Task to complete:
This exercise calls for copying every line below that holds the word "empty".

Available data:
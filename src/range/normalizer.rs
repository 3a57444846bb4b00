//! Range normalization
//!
//! Selection providers are inconsistent about where they put range
//! endpoints: some hand out text/text pairs, others container/container
//! pairs, others a mix. Normalization turns any of them into a
//! (start leaf, end leaf, container ancestor) triple, splitting text leaves
//! so that the range edges fall exactly on leaf boundaries.
//!
//! All checks run before the first split, so a range that fails leaves the
//! tree exactly as it found it.

use super::types::{NormalizedRange, Position, RawRange};
use crate::dom::DocumentTree;
use crate::error::{AnnotatorError, Result};

/// Resolve one endpoint to a (text leaf, character offset) position.
///
/// A container position points before the child at `offset`; past the last
/// child it means "end of the previous child", which is reached through the
/// last descendants rather than the first. Descending by first child there
/// would put the endpoint at the start of the previous child and drop the
/// rest of its text from the range.
fn resolve_endpoint<D: DocumentTree>(
    doc: &D,
    position: Position<D::Node>,
) -> Result<Position<D::Node>> {
    if doc.is_text(position.node) {
        let len = doc.text_len(position.node);
        if position.offset > len {
            return Err(AnnotatorError::InvalidRange(format!(
                "offset {} beyond text length {} of {:?}",
                position.offset, len, position.node
            )));
        }
        return Ok(position);
    }

    let children = doc.children(position.node);
    let (mut node, at_end) = match children.get(position.offset) {
        Some(&child) => (child, false),
        None => {
            let previous = position
                .offset
                .checked_sub(1)
                .and_then(|i| children.get(i))
                .copied()
                .ok_or_else(|| {
                    AnnotatorError::InvalidRange(format!(
                        "child offset {} out of bounds for {:?} with {} children",
                        position.offset,
                        position.node,
                        children.len()
                    ))
                })?;
            (previous, true)
        }
    };

    while !doc.is_text(node) {
        let descendants = doc.children(node);
        let next = if at_end {
            descendants.last()
        } else {
            descendants.first()
        };
        node = *next.ok_or_else(|| {
            AnnotatorError::InvalidRange(format!(
                "no text leaf reachable from {:?}",
                position.node
            ))
        })?;
    }

    let offset = if at_end { doc.text_len(node) } else { 0 };
    Ok(Position::new(node, offset))
}

/// Validate a raw range and resolve both endpoints without touching the tree.
///
/// A range that ends before it starts, or that covers no characters, is
/// rejected even when its endpoints sit in different leaves.
pub fn resolve_endpoints<D: DocumentTree>(
    doc: &D,
    raw: &RawRange<D::Node>,
) -> Result<(Position<D::Node>, Position<D::Node>)> {
    let start = resolve_endpoint(doc, raw.start)?;
    let end = resolve_endpoint(doc, raw.end)?;

    match covered_chars(doc, start, end) {
        Some(0) => Err(AnnotatorError::InvalidRange(format!(
            "range covers no text ({:?}:{} to {:?}:{})",
            start.node, start.offset, end.node, end.offset
        ))),
        Some(_) => Ok((start, end)),
        None => Err(AnnotatorError::InvalidRange(format!(
            "range end {:?}:{} does not follow its start {:?}:{}",
            end.node, end.offset, start.node, start.offset
        ))),
    }
}

/// Characters between two leaf positions, `None` if `end` precedes `start`
/// or the leaves share no ancestor
fn covered_chars<D: DocumentTree>(
    doc: &D,
    start: Position<D::Node>,
    end: Position<D::Node>,
) -> Option<usize> {
    if start.node == end.node {
        return end.offset.checked_sub(start.offset);
    }

    let ancestor = doc.common_ancestor(start.node, end.node)?;
    let leaves = doc.text_leaves(ancestor);
    let first = leaves.iter().position(|&leaf| leaf == start.node)?;
    let last = leaves.iter().position(|&leaf| leaf == end.node)?;
    if first > last {
        return None;
    }

    let between: usize = leaves[first + 1..last]
        .iter()
        .map(|&leaf| doc.text_len(leaf))
        .sum();
    Some(doc.text_len(start.node) - start.offset + between + end.offset)
}

/// Which side of a leaf boundary a document offset should land on
#[derive(Debug, Clone, Copy, PartialEq, Eq)]
pub(crate) enum Edge {
    /// Start of the following non-empty leaf
    Start,
    /// End of the preceding leaf
    End,
}

/// Offset of a leaf position from the beginning of the document text
pub(crate) fn document_offset<D: DocumentTree>(
    doc: &D,
    position: Position<D::Node>,
) -> Result<usize> {
    let leaves = doc.text_leaves(doc.root());
    let index = leaves
        .iter()
        .position(|&leaf| leaf == position.node)
        .ok_or_else(|| {
            AnnotatorError::InvalidRange(format!(
                "{:?} is not a text leaf of the document",
                position.node
            ))
        })?;
    let before: usize = leaves[..index].iter().map(|&leaf| doc.text_len(leaf)).sum();
    Ok(before + position.offset)
}

/// Leaf position `target` characters into the document text
pub(crate) fn document_position<D: DocumentTree>(
    doc: &D,
    target: usize,
    edge: Edge,
) -> Result<Position<D::Node>> {
    let mut accumulated = 0;
    for leaf in doc.text_leaves(doc.root()) {
        let reached = accumulated + doc.text_len(leaf);
        let found = match edge {
            Edge::Start => reached > target,
            Edge::End => reached >= target,
        };
        if found {
            return Ok(Position::new(leaf, target - accumulated));
        }
        accumulated = reached;
    }
    Err(AnnotatorError::InvalidRange(format!(
        "document offset {} beyond text length {}",
        target, accumulated
    )))
}

/// Normalize a raw range, splitting text leaves at its edges
pub fn normalize<D: DocumentTree>(
    doc: &mut D,
    raw: &RawRange<D::Node>,
) -> Result<NormalizedRange<D::Node>> {
    let (start, end) = resolve_endpoints(doc, raw)?;

    let ancestor = raw
        .common_ancestor
        .filter(|&hint| doc.contains(hint, start.node) && doc.contains(hint, end.node))
        .or_else(|| doc.common_ancestor(raw.start.node, raw.end.node))
        .ok_or_else(|| {
            AnnotatorError::InvalidRange(format!(
                "{:?} and {:?} share no ancestor",
                raw.start.node, raw.end.node
            ))
        })?;
    let common_ancestor = nearest_container(doc, ancestor)?;

    let start_leaf = if start.offset > 0 {
        doc.split_text(start.node, start.offset)?
    } else {
        start.node
    };

    let end_leaf = if start.node == end.node {
        let span = end.offset - start.offset;
        if span < doc.text_len(start_leaf) {
            doc.split_text(start_leaf, span)?;
        }
        start_leaf
    } else {
        if end.offset < doc.text_len(end.node) {
            doc.split_text(end.node, end.offset)?;
        }
        end.node
    };

    Ok(NormalizedRange {
        start: start_leaf,
        end: end_leaf,
        common_ancestor,
    })
}

fn nearest_container<D: DocumentTree>(doc: &D, node: D::Node) -> Result<D::Node> {
    let mut current = node;
    while doc.is_text(current) {
        current = doc.parent(current).ok_or_else(|| {
            AnnotatorError::InvalidRange(format!("text node {:?} has no container", node))
        })?;
    }
    Ok(current)
}

#[cfg(test)]
mod tests {
    use super::*;
    use crate::dom::{Document, NodeId};

    /// `<div><p>Hello <b>world</b>!</p></div>`
    fn sample() -> (Document, NodeId, NodeId, NodeId) {
        let mut doc = Document::new("div");
        let p = doc.append_element(doc.root(), "p");
        let hello = doc.append_text(p, "Hello ");
        let b = doc.append_element(p, "b");
        let world = doc.append_text(b, "world");
        doc.append_text(p, "!");
        (doc, p, hello, world)
    }

    #[test]
    fn test_normalize_text_endpoints() {
        let (mut doc, p, hello, world) = sample();
        let raw = RawRange::new(Position::new(hello, 4), Position::new(world, 3));

        let range = normalize(&mut doc, &raw).unwrap();

        assert_eq!(doc.text(range.start), Some("o "));
        assert_eq!(doc.text(range.end), Some("wor"));
        assert_eq!(range.end, world);
        assert_eq!(range.common_ancestor, p);
        assert_eq!(range.text(&doc), "o wor");
        assert_eq!(doc.text_content(), "Hello world!");
    }

    #[test]
    fn test_normalize_same_leaf() {
        let (mut doc, _, hello, _) = sample();
        let raw = RawRange::new(Position::new(hello, 1), Position::new(hello, 4));

        let range = normalize(&mut doc, &raw).unwrap();

        assert_eq!(range.start, range.end);
        assert_eq!(doc.text(range.start), Some("ell"));
        assert_eq!(doc.text(hello), Some("H"));
        assert_eq!(doc.text_content(), "Hello world!");
    }

    #[test]
    fn test_normalize_container_endpoints() {
        let (mut doc, p, hello, _) = sample();
        // before "Hello " .. past the last child "!"
        let raw = RawRange::new(Position::new(p, 0), Position::new(p, 3));

        let range = normalize(&mut doc, &raw).unwrap();

        assert_eq!(range.start, hello);
        assert_eq!(doc.text(range.end), Some("!"));
        assert_eq!(range.text(&doc), "Hello world!");
        assert_eq!(range.common_ancestor, p);
    }

    #[test]
    fn test_normalize_end_of_previous_child_descends_last() {
        let mut doc = Document::new("div");
        let p = doc.append_element(doc.root(), "p");
        let hi = doc.append_text(p, "Hi ");
        let b = doc.append_element(p, "b");
        doc.append_text(b, "one");
        let two = doc.append_text(b, "two");

        let raw = RawRange::new(Position::new(hi, 0), Position::new(p, 2));
        let range = normalize(&mut doc, &raw).unwrap();

        assert_eq!(range.end, two);
        assert_eq!(range.text(&doc), "Hi onetwo");
        assert_eq!(range.common_ancestor, p);
    }

    #[test]
    fn test_normalize_mixed_endpoint_kinds() {
        let (mut doc, p, hello, _) = sample();
        let raw = RawRange::new(Position::new(hello, 2), Position::new(p, 2));

        let range = normalize(&mut doc, &raw).unwrap();
        // offset 2 of <p> points before "!", i.e. at the start of that leaf
        assert_eq!(range.text(&doc), "llo world");
        assert_eq!(doc.text(range.end), Some(""));
    }

    #[test]
    fn test_normalize_uses_valid_hint() {
        let (mut doc, p, hello, world) = sample();
        let raw = RawRange::new(Position::new(hello, 0), Position::new(world, 5))
            .with_common_ancestor(doc.root());

        let range = normalize(&mut doc, &raw).unwrap();
        assert_eq!(range.common_ancestor, doc.root());

        let b = doc.parent(world).unwrap();
        let raw = RawRange::new(Position::new(hello, 0), Position::new(world, 5))
            .with_common_ancestor(b);
        let range = normalize(&mut doc, &raw).unwrap();
        assert_eq!(range.common_ancestor, p);
    }

    #[test]
    fn test_invalid_ranges_leave_tree_untouched() {
        let (mut doc, p, hello, _) = sample();
        let empty = doc.append_element(p, "br");
        let before = doc.clone();

        let cases = [
            RawRange::new(Position::new(hello, 3), Position::new(hello, 3)),
            RawRange::new(Position::new(hello, 4), Position::new(hello, 2)),
            RawRange::new(Position::new(hello, 2), Position::new(hello, 99)),
            RawRange::new(Position::new(hello, 2), Position::new(p, 9)),
            RawRange::new(Position::new(hello, 2), Position::new(empty, 0)),
        ];
        for raw in cases {
            assert!(matches!(
                normalize(&mut doc, &raw),
                Err(AnnotatorError::InvalidRange(_))
            ));
        }
        assert_eq!(doc.text_leaves(doc.root()), before.text_leaves(before.root()));
        assert_eq!(doc.text_content(), "Hello world!");
    }

    #[test]
    fn test_zero_width_range_across_leaves_is_rejected() {
        let (mut doc, p, hello, world) = sample();
        let leaves_before = doc.text_leaves(doc.root());

        let cases = [
            // end of "Hello " to start of "world"
            RawRange::new(Position::new(hello, 6), Position::new(world, 0)),
            // "world" back to "Hello "
            RawRange::new(Position::new(world, 2), Position::new(hello, 1)),
            // child boundary before <b> to the start of "world"
            RawRange::new(Position::new(p, 1), Position::new(world, 0)),
        ];
        for raw in cases {
            assert!(matches!(
                normalize(&mut doc, &raw),
                Err(AnnotatorError::InvalidRange(_))
            ));
        }
        assert_eq!(doc.text_leaves(doc.root()), leaves_before);
    }

    #[test]
    fn test_document_offsets() {
        let (doc, _, hello, world) = sample();

        assert_eq!(document_offset(&doc, Position::new(hello, 4)).unwrap(), 4);
        assert_eq!(document_offset(&doc, Position::new(world, 3)).unwrap(), 9);

        assert_eq!(
            document_position(&doc, 6, Edge::End).unwrap(),
            Position::new(hello, 6)
        );
        assert_eq!(
            document_position(&doc, 6, Edge::Start).unwrap(),
            Position::new(world, 0)
        );
        assert!(document_position(&doc, 12, Edge::Start).is_err());
        assert!(document_position(&doc, 13, Edge::End).is_err());
    }
}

The answer:
    /// Start of the following non-empty leaf
        let empty = doc.append_element(p, "br");
            RawRange::new(Position::new(hello, 2), Position::new(empty, 0)),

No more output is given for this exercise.